Все так и сделали, а денщик перекрестился. Да вдруг открывается дверь и врывается полковник, и сразу к прапорщику с усиками, и гневно говорит:
– Вы, сударь, по какому праву нахальство такое проявили и дочь мою Елизавету целовали четыре раза! Я вам выдам за это отписное письмо, и пойдете из драгун в пехоту!
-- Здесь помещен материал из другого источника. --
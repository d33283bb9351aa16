//! Output functions for consistent CLI formatting

use super::context::UiContext;
use console::style;

/// Display a success step
pub fn step_ok(ctx: &UiContext, message: &str) {
    if ctx.use_fancy_output() {
        eprintln!("{} {}", style("✓").green(), message);
    } else {
        eprintln!("  {} {}", style("[OK]").green(), message);
    }
}

/// Display a success step with detail
pub fn step_ok_detail(ctx: &UiContext, message: &str, detail: &str) {
    if ctx.use_fancy_output() {
        eprintln!("{} {} ({})", style("✓").green(), message, style(detail).dim());
    } else {
        eprintln!("  {} {} ({})", style("[OK]").green(), message, detail);
    }
}

/// Display a warning step
pub fn step_warn(ctx: &UiContext, message: &str) {
    if ctx.use_fancy_output() {
        eprintln!("{} {}", style("!").yellow(), message);
    } else {
        eprintln!("  {} {}", style("[WARN]").yellow(), message);
    }
}

/// Display a warning step with hint
pub fn step_warn_hint(ctx: &UiContext, message: &str, hint: &str) {
    if ctx.use_fancy_output() {
        eprintln!("{} {} - {}", style("!").yellow(), message, style(hint).dim());
    } else {
        eprintln!("  {} {} - {}", style("[WARN]").yellow(), message, hint);
    }
}

/// Display an error step with detail
pub fn step_error_detail(ctx: &UiContext, message: &str, detail: &str) {
    if ctx.use_fancy_output() {
        eprintln!("{} {}: {}", style("✗").red(), message, style(detail).red());
    } else {
        eprintln!("  {} {}: {}", style("[FAIL]").red(), message, detail);
    }
}

/// Display an info step
pub fn step_info(ctx: &UiContext, message: &str) {
    if ctx.use_fancy_output() {
        eprintln!("{} {}", style("●").cyan(), message);
    } else {
        eprintln!("  {} {}", style("[INFO]").cyan(), message);
    }
}

/// Display a remark/hint
pub fn remark(ctx: &UiContext, message: &str) {
    if ctx.use_fancy_output() {
        eprintln!("  {}", style(message).dim());
    } else {
        eprintln!("  {}", message);
    }
}

/// Print styled key-value pair
pub fn key_value(ctx: &UiContext, key: &str, value: &str) {
    if ctx.use_fancy_output() {
        println!("  {}: {}", style(key).dim(), value);
    } else {
        println!("  {}: {}", key, value);
    }
}

#[cfg(test)]
mod tests {
    use super::*;

    #[test]
    fn output_non_interactive() {
        let ctx = UiContext::non_interactive();
        // These should not panic
        step_ok(&ctx, "Step completed");
        step_warn_hint(&ctx, "Warning", "do something");
        step_error_detail(&ctx, "Error", "detail");
        key_value(&ctx, "dest", "/out/app.js");
    }
}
Офицерик бледнеет, ус кусает, молчит, потом в паузу влезает:
– Никак нет, ваше благородие, не по собственному умыслу, а по Лизонькиному желанию.
Полковник еще побагровел больше, ногами затопал, и весь из себя кричит:
– Не лгите на непорочную девицу, не то я вас изгоню из полка немедля!
Офицерик покачнулся, но держится, порозовел (видно, задумал что) и смущенно произносит:
– Они, ваша дочь, сказали: ну ежели перед свадьбою, то пару раз можно…
Полковник запыхтел громко, стал стул искать, денщик подал. Грузно сел, стул-то как бы сжался под ним, и говорит зловеще так (но уж каким-то другим голосом):
– А как же вы без отцовского благословения?!
Поручик мнется расчетливо, и смущенно заявляет:
– А дочь ваша, роза пунцовая, в секрете это держит, вы уж меня ради Бога, не выдайте.
Полковник оглядел его критически, и важно произносит:
– Мы с Пульхерией Федоровной об этом подумаем, в молитве попросим нам ответить...
И закатил глаза в небеса. Налили ему вина, он подбоченился и тост произнес:
– Офицеры, драгуны, честь для нас дороже всего. Ни женщина, ни другое искушение не может оторвать нас от того дня, когда мы присягали сражаться за веру, царя и отечество!
Все прокричали ура. Полковник встал:
– Извините, господа, что нарушил ваше дружеское уединение и, не сомневаюсь, благородные разговоры. Ну-с, вы поняли, какое недоразумение способствовало этому.
Полковник церемонно кивнул всем, на поручике задержал красноватые глаза:
– А вас, поручик, ожидаем завтра к чаю.
И вышел. Поручик заплющил глаза, сложил руки на груди, и говорит:
– Это конец. Может, лучше в пехоту!
Горько вздохнул:
– Ах, стерва, Лизонька, сама все и рассказала папашке, а как же с такой милой стервой жизнь прожить! Нет, лучше в пехоту… Или пулю в висок…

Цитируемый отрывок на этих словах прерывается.